Общая процедура растворения

Если не указано иное, использовали следующую общую процедуру.

Условия растворения.

Прибор: USP II (вращающаяся лопасть) с закрытыми сосудами. Помещают зонды для отбора образцов на половине расстояния между поверхностью среды и лопастью. Устанавливают люэровские адаптеры на трубопровод зонда для отбора образцов, чтобы облегчить удаление образцов из аппарата. Все образцы должны удаляться через указанные адаптеры. Колбы и лопасти для растворения должны быть тщательно очищены. (см. процедуру очистки DRA). Остатки мыла или спирта могут повлиять на результаты.

Размер колбы: 1000 мл

Растворяющая жидкость: 500 мл 0,001 М рН 7,0 фосфата при 37°С±0,5°С

Маточный буфер: растворяют 3,9 г одноосновного фосфата калия (KH2PO 4) и 3,7 г двухосновного фосфата калия (K 2HPO4) в воде Milli-Q или эквиваленте в волюметрической колбе объемом один литр. Разбавляют до объема водой Milli-Q или эквивалентом и перемешивают. Проверяют рН разбавление 10 мл маточного раствора до 500 мл водой Milli-Q. Величина рН должна составлять 7,0±0,1. Если необходимо, доводят рН маточного раствора 50% гидроксидом натрия или концентрированной хлористоводородной кислотой. Повторно проверяют, чтобы величина рН рабочего раствора составляла 7,0±0,1.

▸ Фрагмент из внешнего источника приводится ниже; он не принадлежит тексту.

//! JSON dump of planned output files.

use super::DrawingWriter;
use crate::convert::OutputFile;
use crate::error::{Error, Result};

/// JSON output format.
#[derive(Debug, Clone, Copy, PartialEq, Eq, Default)]
pub enum JsonFormat {
    /// Pretty-printed JSON with indentation
    #[default]
    Pretty,
    /// Compact JSON without extra whitespace
    Compact,
}

/// Serialize a planned file, layers and entities included.
pub fn to_json(file: &OutputFile, format: JsonFormat) -> Result<String> {
    let result = match format {
        JsonFormat::Pretty => serde_json::to_string_pretty(file),
        JsonFormat::Compact => serde_json::to_string(file),
    };

    result.map_err(|e| Error::Render(format!("JSON serialization error: {}", e)))
}

/// Writes planned files as JSON, for inspection and diffing.
#[derive(Debug, Clone, Default)]
pub struct JsonWriter {
    format: JsonFormat,
}

impl JsonWriter {
    /// Create a pretty-printing JSON writer.
    pub fn new() -> Self {
        Self::default()
    }

    /// Set the output format.
    pub fn with_format(mut self, format: JsonFormat) -> Self {
        self.format = format;
        self
    }
}

impl DrawingWriter for JsonWriter {
    fn supported_extensions(&self) -> &[&str] {
        &["json"]
    }

    fn name(&self) -> &str {
        "json"
    }

    fn render(&self, file: &OutputFile) -> Result<Vec<u8>> {
        to_json(file, self.format).map(String::into_bytes)
    }
}
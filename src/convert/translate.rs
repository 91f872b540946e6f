//! Coordinate mapping and per-primitive translation.
//!
//! Source pages put the origin at the top-left with Y growing downward;
//! output drawings put it at the bottom-left with Y growing upward.

use crate::model::{
    AnchorCorner, DrawingCommand, EntityKind, LayerId, OutputEntity, Point, TextSpan,
};

/// Map a page-local point into output space.
///
/// Flips Y against `page_height` and shifts X by `x_offset`. With a zero
/// offset the mapping is its own inverse.
#[inline]
pub fn transform(point: Point, x_offset: f64, page_height: f64) -> Point {
    Point::new(point.x + x_offset, page_height - point.y)
}

/// Translate one drawing command onto the geometry layer.
///
/// Returns `None` for commands without an output mapping.
pub fn translate_command(
    command: &DrawingCommand,
    x_offset: f64,
    page_height: f64,
) -> Option<OutputEntity> {
    let map = |p: Point| transform(p, x_offset, page_height);

    let kind = match *command {
        DrawingCommand::Line { from, to } => EntityKind::Line {
            start: map(from),
            end: map(to),
        },
        DrawingCommand::Curve { p0, p1, p2, p3 } => EntityKind::Curve {
            control_points: [map(p0), map(p1), map(p2), map(p3)],
            degree: 3,
        },
        DrawingCommand::Rect { x0, y0, x1, y1 } => {
            // Closed explicitly: the first corner is repeated as the fifth vertex.
            let corners = [(x0, y0), (x1, y0), (x1, y1), (x0, y1), (x0, y0)];
            EntityKind::Polyline {
                points: corners.iter().map(|&c| map(c.into())).collect(),
                closed: true,
            }
        }
        DrawingCommand::Unsupported => return None,
    };

    Some(OutputEntity::new(LayerId::Geometry, kind))
}

/// Translate one text span onto the text layer.
///
/// Whitespace-only spans return `None`. The content is kept untrimmed.
pub fn translate_span(span: &TextSpan, x_offset: f64, page_height: f64) -> Option<OutputEntity> {
    if !span.has_content() {
        return None;
    }

    Some(OutputEntity::new(
        LayerId::Text,
        EntityKind::Text {
            content: span.text.clone(),
            height: span.font_size,
            anchor: transform(span.origin, x_offset, page_height),
            anchor_corner: AnchorCorner::BottomLeft,
        },
    ))
}

#[cfg(test)]
mod tests {
    use super::*;
    use proptest::prelude::*;

    #[test]
    fn test_transform_flips_and_offsets() {
        let p = transform(Point::new(10.0, 25.0), 100.0, 200.0);
        assert_eq!(p, Point::new(110.0, 175.0));
    }

    #[test]
    fn test_translate_line() {
        let cmd = DrawingCommand::line((0.0, 0.0), (10.0, 10.0));
        let entity = translate_command(&cmd, 0.0, 100.0).unwrap();
        assert_eq!(entity.layer, LayerId::Geometry);
        assert_eq!(
            entity.kind,
            EntityKind::Line {
                start: Point::new(0.0, 100.0),
                end: Point::new(10.0, 90.0),
            }
        );
    }

    #[test]
    fn test_translate_curve_keeps_control_points() {
        let cmd = DrawingCommand::curve((0.0, 0.0), (1.0, 2.0), (3.0, 4.0), (5.0, 6.0));
        let entity = translate_command(&cmd, 5.0, 10.0).unwrap();
        match entity.kind {
            EntityKind::Curve {
                control_points,
                degree,
            } => {
                assert_eq!(degree, 3);
                assert_eq!(
                    control_points,
                    [
                        Point::new(5.0, 10.0),
                        Point::new(6.0, 8.0),
                        Point::new(8.0, 6.0),
                        Point::new(10.0, 4.0),
                    ]
                );
            }
            other => panic!("Expected curve, got {:?}", other),
        }
    }

    #[test]
    fn test_translate_rect() {
        let cmd = DrawingCommand::rect(10.0, 20.0, 30.0, 50.0);
        let entity = translate_command(&cmd, 0.0, 100.0).unwrap();
        match entity.kind {
            EntityKind::Polyline { points, closed } => {
                assert!(closed);
                assert_eq!(
                    points,
                    vec![
                        Point::new(10.0, 80.0),
                        Point::new(30.0, 80.0),
                        Point::new(30.0, 50.0),
                        Point::new(10.0, 50.0),
                        Point::new(10.0, 80.0),
                    ]
                );
            }
            other => panic!("Expected polyline, got {:?}", other),
        }
    }

    #[test]
    fn test_translate_unsupported() {
        assert!(translate_command(&DrawingCommand::Unsupported, 0.0, 100.0).is_none());
    }

    #[test]
    fn test_translate_span() {
        let span = TextSpan::new("  Title ", 14.0, (72.0, 100.0));
        let entity = translate_span(&span, 0.0, 792.0).unwrap();
        assert_eq!(entity.layer, LayerId::Text);
        assert_eq!(
            entity.kind,
            EntityKind::Text {
                content: "  Title ".to_string(),
                height: 14.0,
                anchor: Point::new(72.0, 692.0),
                anchor_corner: AnchorCorner::BottomLeft,
            }
        );
    }

    #[test]
    fn test_translate_span_whitespace() {
        assert!(translate_span(&TextSpan::new("", 12.0, (0.0, 0.0)), 0.0, 10.0).is_none());
        assert!(translate_span(&TextSpan::new(" \u{a0}\t", 12.0, (0.0, 0.0)), 0.0, 10.0).is_none());
    }

    // Coordinates on a 1/64 grid are exactly representable, so the flip
    // round-trips bit for bit.
    fn grid_coord() -> impl Strategy<Value = f64> {
        (-1_000_000i64..1_000_000).prop_map(|v| v as f64 / 64.0)
    }

    proptest! {
        #[test]
        fn prop_flip_is_involution(x in grid_coord(), y in grid_coord(), h in grid_coord()) {
            let p = Point::new(x, y);
            let twice = transform(transform(p, 0.0, h), 0.0, h);
            prop_assert_eq!(twice, p);
        }

        #[test]
        fn prop_rect_is_closed(
            x0 in grid_coord(), y0 in grid_coord(),
            x1 in grid_coord(), y1 in grid_coord(),
            off in grid_coord(), h in grid_coord(),
        ) {
            let entity = translate_command(&DrawingCommand::rect(x0, y0, x1, y1), off, h).unwrap();
            match entity.kind {
                EntityKind::Polyline { points, closed } => {
                    prop_assert!(closed);
                    prop_assert_eq!(points.len(), 5);
                    prop_assert_eq!(points[0], points[4]);
                }
                _ => prop_assert!(false, "rectangle must become a polyline"),
            }
        }

        #[test]
        fn prop_whitespace_spans_excluded(text in "[ \t\r\n]{0,8}") {
            let span = TextSpan::new(text, 10.0, (1.0, 1.0));
            prop_assert!(translate_span(&span, 0.0, 100.0).is_none());
        }

        #[test]
        fn prop_content_spans_kept_untrimmed(
            pad in "[ \t]{0,3}",
            body in "[a-zA-Z0-9]{1,12}",
        ) {
            let text = format!("{pad}{body}{pad}");
            let entity = translate_span(&TextSpan::new(text.clone(), 10.0, (1.0, 1.0)), 0.0, 100.0);
            match entity.map(|e| e.kind) {
                Some(EntityKind::Text { content, .. }) => prop_assert_eq!(content, text),
                other => prop_assert!(false, "expected text entity, got {:?}", other),
            }
        }
    }
}
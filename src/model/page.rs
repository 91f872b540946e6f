//! Page-level types as delivered by the page-content decoder.

use super::Point;
use serde::{Deserialize, Serialize};

/// A single decoded source page.
///
/// Coordinates of every command and span are page-local: origin at the
/// top-left corner, Y growing downward.
#[derive(Debug, Clone, Serialize, Deserialize)]
pub struct Page {
    /// Page index in the source document (0-indexed)
    #[serde(default)]
    pub index: usize,

    /// Page width in points (1 point = 1/72 inch)
    pub width: f64,

    /// Page height in points
    pub height: f64,

    /// Drawing commands in paint order
    #[serde(default)]
    pub commands: Vec<DrawingCommand>,

    /// Text spans in reading order
    #[serde(default)]
    pub spans: Vec<TextSpan>,
}

impl Page {
    /// Create a new empty page with the given dimensions.
    pub fn new(index: usize, width: f64, height: f64) -> Self {
        Self {
            index,
            width,
            height,
            commands: Vec::new(),
            spans: Vec::new(),
        }
    }

    /// Create a new page with standard Letter size (8.5 x 11 inches).
    pub fn letter(index: usize) -> Self {
        Self::new(index, 612.0, 792.0)
    }

    /// Create a new page with standard A4 size (210 x 297 mm).
    pub fn a4(index: usize) -> Self {
        Self::new(index, 595.0, 842.0)
    }

    /// Add a drawing command.
    pub fn add_command(&mut self, command: DrawingCommand) {
        self.commands.push(command);
    }

    /// Add a text span.
    pub fn add_span(&mut self, span: TextSpan) {
        self.spans.push(span);
    }

    /// Builder form of [`Page::add_command`].
    pub fn with_command(mut self, command: DrawingCommand) -> Self {
        self.add_command(command);
        self
    }

    /// Builder form of [`Page::add_span`].
    pub fn with_span(mut self, span: TextSpan) -> Self {
        self.add_span(span);
        self
    }

    /// Check if the page carries neither drawings nor text.
    pub fn is_empty(&self) -> bool {
        self.commands.is_empty() && self.spans.is_empty()
    }

    /// 1-based ordinal of the page in its source document.
    pub fn ordinal(&self) -> usize {
        self.index + 1
    }
}

/// One decoded drawing primitive.
///
/// Decoders may emit kinds this crate does not know; they deserialize
/// into [`DrawingCommand::Unsupported`] and are skipped during translation.
#[derive(Debug, Clone, PartialEq, Serialize, Deserialize)]
#[serde(tag = "type", rename_all = "snake_case")]
pub enum DrawingCommand {
    /// Straight segment
    Line {
        /// Start point
        from: Point,
        /// End point
        to: Point,
    },

    /// Cubic Bezier segment, given by its four control points
    Curve {
        /// Start point
        p0: Point,
        /// First control point
        p1: Point,
        /// Second control point
        p2: Point,
        /// End point
        p3: Point,
    },

    /// Axis-aligned rectangle
    Rect {
        /// Left edge
        x0: f64,
        /// Top edge
        y0: f64,
        /// Right edge
        x1: f64,
        /// Bottom edge
        y1: f64,
    },

    /// Any primitive the decoder produced that has no output mapping
    #[serde(other)]
    Unsupported,
}

impl DrawingCommand {
    /// Create a line segment.
    pub fn line(from: impl Into<Point>, to: impl Into<Point>) -> Self {
        DrawingCommand::Line {
            from: from.into(),
            to: to.into(),
        }
    }

    /// Create a cubic Bezier segment.
    pub fn curve(
        p0: impl Into<Point>,
        p1: impl Into<Point>,
        p2: impl Into<Point>,
        p3: impl Into<Point>,
    ) -> Self {
        DrawingCommand::Curve {
            p0: p0.into(),
            p1: p1.into(),
            p2: p2.into(),
            p3: p3.into(),
        }
    }

    /// Create a rectangle from two opposite corners.
    pub fn rect(x0: f64, y0: f64, x1: f64, y1: f64) -> Self {
        DrawingCommand::Rect { x0, y0, x1, y1 }
    }
}

/// A run of text sharing one font size and baseline origin.
#[derive(Debug, Clone, PartialEq, Serialize, Deserialize)]
pub struct TextSpan {
    /// Text content, possibly whitespace only
    pub text: String,

    /// Font size in points
    pub font_size: f64,

    /// Baseline-left origin in page-local coordinates
    pub origin: Point,
}

impl TextSpan {
    /// Create a new text span.
    pub fn new(text: impl Into<String>, font_size: f64, origin: impl Into<Point>) -> Self {
        Self {
            text: text.into(),
            font_size,
            origin: origin.into(),
        }
    }

    /// Check if the span carries visible content.
    pub fn has_content(&self) -> bool {
        !self.text.trim().is_empty()
    }
}
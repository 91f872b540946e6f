//! Per-page translation into an entity batch.

use super::stats::ConversionStats;
use super::translate::{translate_command, translate_span};
use crate::model::{EntityBatch, Page};

/// Translate every command and span of `page` placed at `x_offset`.
///
/// Geometry entities come first, followed by text entities; both keep
/// source order. Unmapped commands and whitespace-only spans are dropped.
pub fn process_page(page: &Page, x_offset: f64) -> EntityBatch {
    process_page_with_stats(page, x_offset).0
}

/// Like [`process_page`], also returning translation statistics.
pub fn process_page_with_stats(page: &Page, x_offset: f64) -> (EntityBatch, ConversionStats) {
    let mut batch = EntityBatch::new(page.index, x_offset);
    let mut stats = ConversionStats::new();
    stats.add_page();

    batch
        .entities
        .reserve(page.commands.len() + page.spans.len());

    for command in &page.commands {
        match translate_command(command, x_offset, page.height) {
            Some(entity) => {
                stats.add_entity(&entity.kind);
                batch.entities.push(entity);
            }
            None => stats.skip_command(),
        }
    }

    for span in &page.spans {
        match translate_span(span, x_offset, page.height) {
            Some(entity) => {
                stats.add_entity(&entity.kind);
                batch.entities.push(entity);
            }
            None => stats.skip_span(),
        }
    }

    log::debug!(
        "Page {}: {} entities ({} commands skipped, {} spans skipped)",
        page.ordinal(),
        batch.len(),
        stats.skipped_commands,
        stats.skipped_spans
    );

    (batch, stats)
}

Рабочий буфер. Разбавляют 10 мл маточного раствора до 500 мл водой Milli-Q. Перед применением дегазируют.

Скорость перемешивания: 50 об/мин

Объем образца: 10 мл

Фильтр: Acrodisk (Gelman) 0,2 микрометра одноразовый (№4496) или эквивалент

Изготовление рабочего стандарта.

Точно взвешивают приблизительно 1 мг стандарта цефтиофура гидрохлорида и помещают в 100 мл волюметрическую колбу. Смачивают лекарственное средство приблизительно 1 мл метанола для растворения (обрабатывают ультразвуком, если необходимо). Разбавляют до объема рабочим буфером. Изготавливают по меньшей мере 2 рабочих стандартных раствора.

Изготовление фармацевтического неводного образца: ресуспендируют каждый флакон суспензии кристаллической свободной кислоты цефтиофура (CCFA), изготовление которой описано в настоящем документе ниже, до тех пор, пока не исчезнут видимые признаки лекарственного средства на дне флакона. Разбавляют образец 1:1 (об./об.) гидрированным кокосовым маслом (доступен как Miglyol 812 от компании HulsAmerica) до проведения анализа на растворение следующим образом: используя калиброванную пипетку положительного перемещения, добавляют равные объемы суспензии CCFA и Miglyol в подходящий контейнер (например, 20 мл флакон с завинчивающейся крышкой). Истинный объем, который используется, не является принципиальным до тех пор, пока разведение составляет точно 1:1. Предложенные пределы объемов составляют от 1,0 мл до 5,0 мл для каждого компонента.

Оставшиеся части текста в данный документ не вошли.